Showing posts with label John Ford. Show all posts
Showing posts with label John Ford. Show all posts

Dec 16, 2020

On Olive Films Signature Blu-ray: Ford, Wayne, and O'Hara United for the First Time in Rio Grande (1950)

Rio Grande (1950) marks an interesting point in the careers of both director John Ford and star John Wayne. It was a time when the men were maturing into their later careers, where they would both try variations on their well-established images. It’s the last film of Ford’s loosely arranged cavalry trilogy (including Fort Apache [1948] and She Wore a Yellow Ribbon [1949]). It wasn’t a work of great consequence for Ford, and he felt the cavalry milieu was played out, but he couldn’t help lending his magic to even a tale as well-worn as this one. In a new features-packed Olive Signature Blu-ray release of the film, I had the opportunity to go a little deeper into the production of the film and appreciate its complexities. 

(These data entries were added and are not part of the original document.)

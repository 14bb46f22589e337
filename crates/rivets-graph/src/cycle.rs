//! Cycle prevention and detection.
//!
//! [`try_add_edge`] is the only way an edge gets into the graph through the
//! public API, and it is the sole gatekeeper of acyclicity: adding
//! `from -> to` closes a cycle exactly when `from` is already reachable from
//! `to`. The search is an iterative BFS with an explicit visited set, so deep
//! chains cannot overflow the stack.
//!
//! [`find_cycles`] is the independent global check used by validation to
//! catch cycles that entered through restore paths.

use crate::domain::IssueId;
use crate::error::{GraphError, Result};
use crate::store::GraphStore;
use petgraph::algo::tarjan_scc;
use petgraph::graph::DiGraph;
use petgraph::stable_graph::{NodeIndex, StableDiGraph};
use petgraph::visit::EdgeRef;
use std::collections::{HashMap, HashSet, VecDeque};

/// Result of a successful dependency insertion.
#[derive(Debug, Clone, Copy, PartialEq, Eq)]
pub enum AddOutcome {
    /// The edge was inserted
    Added,
    /// The edge was already present; nothing changed
    AlreadyExists,
}

/// Add `from -> to` unless it would break the DAG.
///
/// Adding an existing edge is an idempotent no-op.
///
/// The reachability search also follows dangling edges through placeholder
/// vertices, which traversals skip. On a restored graph the reported path
/// may therefore pass through an unregistered ID. Such a route becomes real
/// as soon as the missing issue is registered, so the edge is refused now.
///
/// # Errors
///
/// - `GraphError::SelfLoop` if `from == to`
/// - `GraphError::UnknownNode` if either issue is not registered
/// - `GraphError::CycleDetected` with the path `to -> ... -> from` if the
///   edge would close a cycle
pub fn try_add_edge(store: &mut GraphStore, from: &IssueId, to: &IssueId) -> Result<AddOutcome> {
    if from == to {
        return Err(GraphError::SelfLoop(from.clone()));
    }

    let from_node = store.registered_index(from)?;
    let to_node = store.registered_index(to)?;

    // Duplicate check must come first, otherwise an existing edge could be
    // misreported as part of a cycle on a corrupted graph
    if store.graph().find_edge(from_node, to_node).is_some() {
        return Ok(AddOutcome::AlreadyExists);
    }

    if let Some(path) = shortest_path(store.graph(), to_node, from_node) {
        tracing::warn!(%from, %to, path_len = path.len(), "Rejected dependency: would create cycle");
        return Err(GraphError::CycleDetected {
            from: from.clone(),
            to: to.clone(),
            path,
        });
    }

    store.insert_edge(from, to)?;
    tracing::debug!(%from, %to, "Added dependency");
    Ok(AddOutcome::Added)
}

/// Check whether adding `from -> to` would close a cycle, without adding it.
///
/// Returns the offending path `to -> ... -> from`, or `None` if the edge is
/// safe. Self-loops are reported as the one-element path `[from]`.
///
/// # Errors
///
/// Returns `GraphError::UnknownNode` if either issue is not registered.
pub fn would_create_cycle(
    store: &GraphStore,
    from: &IssueId,
    to: &IssueId,
) -> Result<Option<Vec<IssueId>>> {
    let from_node = store.registered_index(from)?;
    let to_node = store.registered_index(to)?;
    Ok(shortest_path(store.graph(), to_node, from_node))
}

/// BFS along outgoing edges from `start` to `target`.
///
/// Returns the node IDs of the shortest path, both ends included.
pub(crate) fn shortest_path(
    graph: &StableDiGraph<IssueId, ()>,
    start: NodeIndex,
    target: NodeIndex,
) -> Option<Vec<IssueId>> {
    let mut queue: VecDeque<NodeIndex> = VecDeque::from([start]);
    let mut visited: HashSet<NodeIndex> = HashSet::from([start]);
    let mut parent: HashMap<NodeIndex, NodeIndex> = HashMap::new();

    while let Some(current) = queue.pop_front() {
        if current == target {
            return Some(reconstruct_path(graph, target, &parent));
        }

        for edge in graph.edges(current) {
            let next = edge.target();
            if visited.insert(next) {
                parent.insert(next, current);
                queue.push_back(next);
            }
        }
    }

    None
}

fn reconstruct_path(
    graph: &StableDiGraph<IssueId, ()>,
    end: NodeIndex,
    parent: &HashMap<NodeIndex, NodeIndex>,
) -> Vec<IssueId> {
    let mut path = vec![graph[end].clone()];
    let mut cursor = end;
    while let Some(prev) = parent.get(&cursor) {
        path.push(graph[*prev].clone());
        cursor = *prev;
    }
    path.reverse();
    path
}

/// Find every cycle among registered issues.
///
/// Self-loops and dangling edges are ignored here; validation reports them
/// separately. Each strongly connected component with more than one issue
/// yields one closed path `[s, ..., s]` starting at its smallest ID.
#[must_use]
pub fn find_cycles(store: &GraphStore) -> Vec<Vec<IssueId>> {
    let source = store.graph();

    let mut dense: DiGraph<IssueId, ()> = DiGraph::new();
    let mut index_map: HashMap<NodeIndex, NodeIndex> = HashMap::new();
    for vertex in source.node_indices() {
        if store.is_registered(vertex) {
            index_map.insert(vertex, dense.add_node(source[vertex].clone()));
        }
    }
    for edge in source.edge_indices() {
        let Some((a, b)) = source.edge_endpoints(edge) else {
            continue;
        };
        if a == b {
            continue;
        }
        if let (Some(x), Some(y)) = (index_map.get(&a), index_map.get(&b)) {
            dense.add_edge(*x, *y, ());
        }
    }

    let mut cycles: Vec<Vec<IssueId>> = tarjan_scc(&dense)
        .into_iter()
        .filter(|component| component.len() > 1)
        .filter_map(|component| closed_path(&dense, &component))
        .collect();

    cycles.sort_unstable();
    cycles
}

/// A closed walk through `component` that starts and ends at its smallest ID.
fn closed_path(
    graph: &DiGraph<IssueId, ()>,
    component: &[NodeIndex],
) -> Option<Vec<IssueId>> {
    let members: HashSet<_> = component.iter().copied().collect();
    let start = *component.iter().min_by(|a, b| graph[**a].cmp(&graph[**b]))?;

    let mut queue = VecDeque::from([start]);
    let mut visited = HashSet::from([start]);
    let mut parent: HashMap<NodeIndex, NodeIndex> = HashMap::new();

    while let Some(current) = queue.pop_front() {
        for next in graph.neighbors(current) {
            if next == start {
                // Walk parents back from `current` to `start`, then close the loop
                let mut path = vec![graph[current].clone()];
                let mut cursor = current;
                while let Some(prev) = parent.get(&cursor) {
                    path.push(graph[*prev].clone());
                    cursor = *prev;
                }
                path.reverse();
                path.push(graph[start].clone());
                return Some(path);
            }
            if members.contains(&next) && visited.insert(next) {
                parent.insert(next, current);
                queue.push_back(next);
            }
        }
    }

    None
}

#[cfg(test)]
mod tests {
    use super::*;
    use crate::domain::Node;

    fn id(s: &str) -> IssueId {
        IssueId::new(s)
    }

    fn store_with(ids: &[&str]) -> GraphStore {
        let mut store = GraphStore::new();
        for s in ids {
            store.add_node(Node::new(*s)).unwrap();
        }
        store
    }

    #[test]
    fn adds_acyclic_edge() {
        let mut store = store_with(&["a", "b"]);
        let outcome = try_add_edge(&mut store, &id("a"), &id("b")).unwrap();
        assert_eq!(outcome, AddOutcome::Added);
        assert!(store.contains_edge(&id("a"), &id("b")));
    }

    #[test]
    fn duplicate_add_is_noop() {
        let mut store = store_with(&["a", "b"]);
        try_add_edge(&mut store, &id("a"), &id("b")).unwrap();
        let version = store.version();

        let outcome = try_add_edge(&mut store, &id("a"), &id("b")).unwrap();
        assert_eq!(outcome, AddOutcome::AlreadyExists);
        assert_eq!(store.edge_count(), 1);
        assert_eq!(store.version(), version);
    }

    #[test]
    fn rejects_self_loop() {
        let mut store = store_with(&["a"]);
        assert!(matches!(
            try_add_edge(&mut store, &id("a"), &id("a")),
            Err(GraphError::SelfLoop(_))
        ));
    }

    #[test]
    fn rejects_unknown_endpoint() {
        let mut store = store_with(&["a"]);
        let err = try_add_edge(&mut store, &id("a"), &id("ghost")).unwrap_err();
        assert!(matches!(err, GraphError::UnknownNode(ref g) if g == &id("ghost")));
        assert_eq!(store.edge_count(), 0);
    }

    #[test]
    fn reports_cycle_path_from_to_back_to_from() {
        let mut store = store_with(&["a", "b", "c"]);
        try_add_edge(&mut store, &id("a"), &id("b")).unwrap();
        try_add_edge(&mut store, &id("b"), &id("c")).unwrap();

        let err = try_add_edge(&mut store, &id("c"), &id("a")).unwrap_err();
        match err {
            GraphError::CycleDetected { from, to, path } => {
                assert_eq!(from, id("c"));
                assert_eq!(to, id("a"));
                assert_eq!(path, vec![id("a"), id("b"), id("c")]);
            }
            other => panic!("unexpected error: {other:?}"),
        }
        assert_eq!(store.edge_count(), 2);
    }

    #[test]
    fn deep_chain_does_not_overflow() {
        let ids: Vec<String> = (0..20_000).map(|i| format!("n{i}")).collect();
        let mut store = GraphStore::new();
        for s in &ids {
            store.add_node(Node::new(s.as_str())).unwrap();
        }
        for pair in ids.windows(2) {
            try_add_edge(&mut store, &id(&pair[0]), &id(&pair[1])).unwrap();
        }

        let last = id(&ids[ids.len() - 1]);
        let first = id(&ids[0]);
        let path = would_create_cycle(&store, &last, &first).unwrap().unwrap();
        assert_eq!(path.len(), ids.len());
    }

    #[test]
    fn find_cycles_on_clean_graph_is_empty() {
        let mut store = store_with(&["a", "b", "c"]);
        try_add_edge(&mut store, &id("a"), &id("b")).unwrap();
        try_add_edge(&mut store, &id("b"), &id("c")).unwrap();
        assert!(find_cycles(&store).is_empty());
    }

    #[test]
    fn find_cycles_reports_closed_path() {
        let mut store = store_with(&["a", "b", "c", "d"]);
        store.insert_edge_unchecked(&id("b"), &id("c"));
        store.insert_edge_unchecked(&id("c"), &id("d"));
        store.insert_edge_unchecked(&id("d"), &id("b"));
        store.insert_edge_unchecked(&id("a"), &id("b"));

        let cycles = find_cycles(&store);
        assert_eq!(cycles, vec![vec![id("b"), id("c"), id("d"), id("b")]]);
    }

    #[test]
    fn find_cycles_ignores_self_loops() {
        let mut store = store_with(&["a"]);
        store.insert_edge_unchecked(&id("a"), &id("a"));
        assert!(find_cycles(&store).is_empty());
    }

    #[test]
    fn guard_follows_dangling_edges() {
        let mut store = store_with(&["a", "b"]);
        store.insert_edge_unchecked(&id("a"), &id("ghost"));
        store.insert_edge_unchecked(&id("ghost"), &id("b"));

        let err = try_add_edge(&mut store, &id("b"), &id("a")).unwrap_err();
        match err {
            GraphError::CycleDetected { path, .. } => {
                assert_eq!(path, vec![id("a"), id("ghost"), id("b")]);
            }
            other => panic!("expected CycleDetected, got {other:?}"),
        }
        assert!(!store.contains_edge(&id("b"), &id("a")));
    }
}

This was the first film of the legendary five film screen partnership between Wayne and Maureen O’Hara (they’d both already signed for The Quiet Man [1952], but hadn’t started production), and from the beginning their chemistry was profound. They play an estranged husband and wife: Wayne is Captain Kirby, who leads his men at an isolated cavalry outpost, O’Hara comes to him after a long separation, because her son (Claude Jarman Jr.) has enlisted after failing to make the grade in school and she worries for his safety. 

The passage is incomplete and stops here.